Applying a fresh layer of paint makes it almost impossible for the vendor to differentiate between a fresh device and a refurbished one. Due to the sanding that has been done in the previous phase, it becomes easy for paint to be applied on the surface. Once the first layer has been made, a second layer of paint is applied to give it the final finish. This is also helpful in hiding marks and other signs of deterioration on the exterior.
For specific components, blacktopping or secondary coating is done. This is a mandatory requirement during refurbishing of memory devices. Once the secondary coating is applied, the component is baked in a tempering oven where the costing is hardened to provide greater durability and longevity.
Quality Control Tests
While every step in the refurbishing process does require quality checks, but the QC tests conducted at the end of the process ensures that every aspect of the device is in perfect working order with adherence to functional as well as aesthetic specifications. There are separate evaluation criteria for each component which needs to be complied with before the device is permitted to leave the workshop. The need for QC tests becomes even more important in the case of third party refurbishers who need to work hard to ensure that the devices are maintained at the highest levels of quality.

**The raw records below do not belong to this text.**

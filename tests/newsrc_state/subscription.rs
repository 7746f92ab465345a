//! Subscribe, unsubscribe, catchup and next-unread navigation

use nntp_newsrc::{GroupRegistry, LiveMailbox, OpenGroup, RangeSet};

fn listed(registry: &mut GroupRegistry, name: &str, first: u64, last: u64) {
    let group = registry.find_or_create(name);
    group.first_article = first;
    group.last_article = last;
    group.present_on_server = true;
    group.update_unread();
}

#[test]
fn test_subscribe_then_catchup_and_back() {
    let mut registry = GroupRegistry::new();
    listed(&mut registry, "comp.lang.rust", 100, 200);

    let group = registry.subscribe("comp.lang.rust").unwrap();
    assert_eq!(group.unread_count(), 101);

    let group = registry.catchup("comp.lang.rust", None).unwrap();
    assert_eq!(group.read_ranges().unwrap().to_string(), "1-200");
    assert_eq!(group.unread_count(), 0);

    let group = registry.uncatchup("comp.lang.rust", None).unwrap();
    assert_eq!(group.read_ranges().unwrap().to_string(), "1-99");
    assert_eq!(group.unread_count(), 101);
}

#[test]
fn test_catchup_without_ranges_only_zeroes_count() {
    let mut registry = GroupRegistry::new();
    listed(&mut registry, "alt.test", 1, 50);

    let group = registry.catchup("alt.test", None).unwrap();
    assert!(!group.has_ranges());
    assert_eq!(group.unread_count(), 0);
}

#[test]
fn test_unsubscribe_policy() {
    let mut registry = GroupRegistry::new();
    registry.subscribe("alt.keep").unwrap().set_read_ranges(RangeSet::parse("1-9"));
    registry.subscribe("alt.drop").unwrap().set_read_ranges(RangeSet::parse("1-9"));

    assert!(registry.unsubscribe("alt.keep", true).unwrap().has_ranges());
    assert!(!registry.unsubscribe("alt.drop", false).unwrap().has_ranges());
    assert!(registry.contains("alt.drop"));
}

#[test]
fn test_catchup_reflects_into_live_session() {
    let mut registry = GroupRegistry::new();
    listed(&mut registry, "alt.test", 1, 4);
    registry.subscribe("alt.test");

    let mut mailbox = OpenGroup::with_flags("alt.test", &[(1, false), (2, true), (4, false)]);
    registry.catchup("alt.test", Some(&mut mailbox));
    assert!(mailbox.articles().iter().all(|a| a.read));

    let group = registry.uncatchup("alt.test", Some(&mut mailbox)).unwrap();
    assert!(mailbox.articles().iter().all(|a| !a.read));
    // counted from the three loaded articles, not the bounds
    assert_eq!(group.unread_count(), 3);
}

#[test]
fn test_next_unread_skips_stale_open_group() {
    let mut registry = GroupRegistry::new();
    for name in ["alt.first", "alt.second"] {
        listed(&mut registry, name, 1, 10);
        registry.subscribe(name);
    }
    assert_eq!(registry.get("alt.first").unwrap().unread_count(), 10);

    let mailbox = OpenGroup::with_flags("alt.first", &[(9, true), (10, true)]);
    let next = registry.next_unread_group(Some(&mailbox)).unwrap();
    assert_eq!(next.name(), "alt.second");

    assert_eq!(registry.next_unread_group(None).unwrap().name(), "alt.first");
}

#[test]
fn test_next_unread_in_registry_order() {
    let mut registry = GroupRegistry::new();
    listed(&mut registry, "z.last", 1, 5);
    listed(&mut registry, "a.first", 1, 5);
    registry.subscribe("z.last");
    registry.subscribe("a.first");

    assert_eq!(registry.next_unread_group(None).unwrap().name(), "z.last");
}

Secure Packaging and Shipping of the Devices
With the device having passed through the QC tests, the unit has to be packed and shipped to the refurbished products stores. The packaging may either be a completely new one with or it could be a simple box with all the necessary components. This is the one of the differences that is brought to light in the case of Apple computers where the packaging may be the only difference between a fresh MacBook and a refurbished one.
So there you have it. The refurbishing process is actually focused on making the most out of returned or defective components and coming out with something that is as good as new. Manufacturers are able to reduce raw material requirements by this method and the consumers are the ones to benefit the most as they are getting practically fresh devices at half the cost that is applicable on retail products.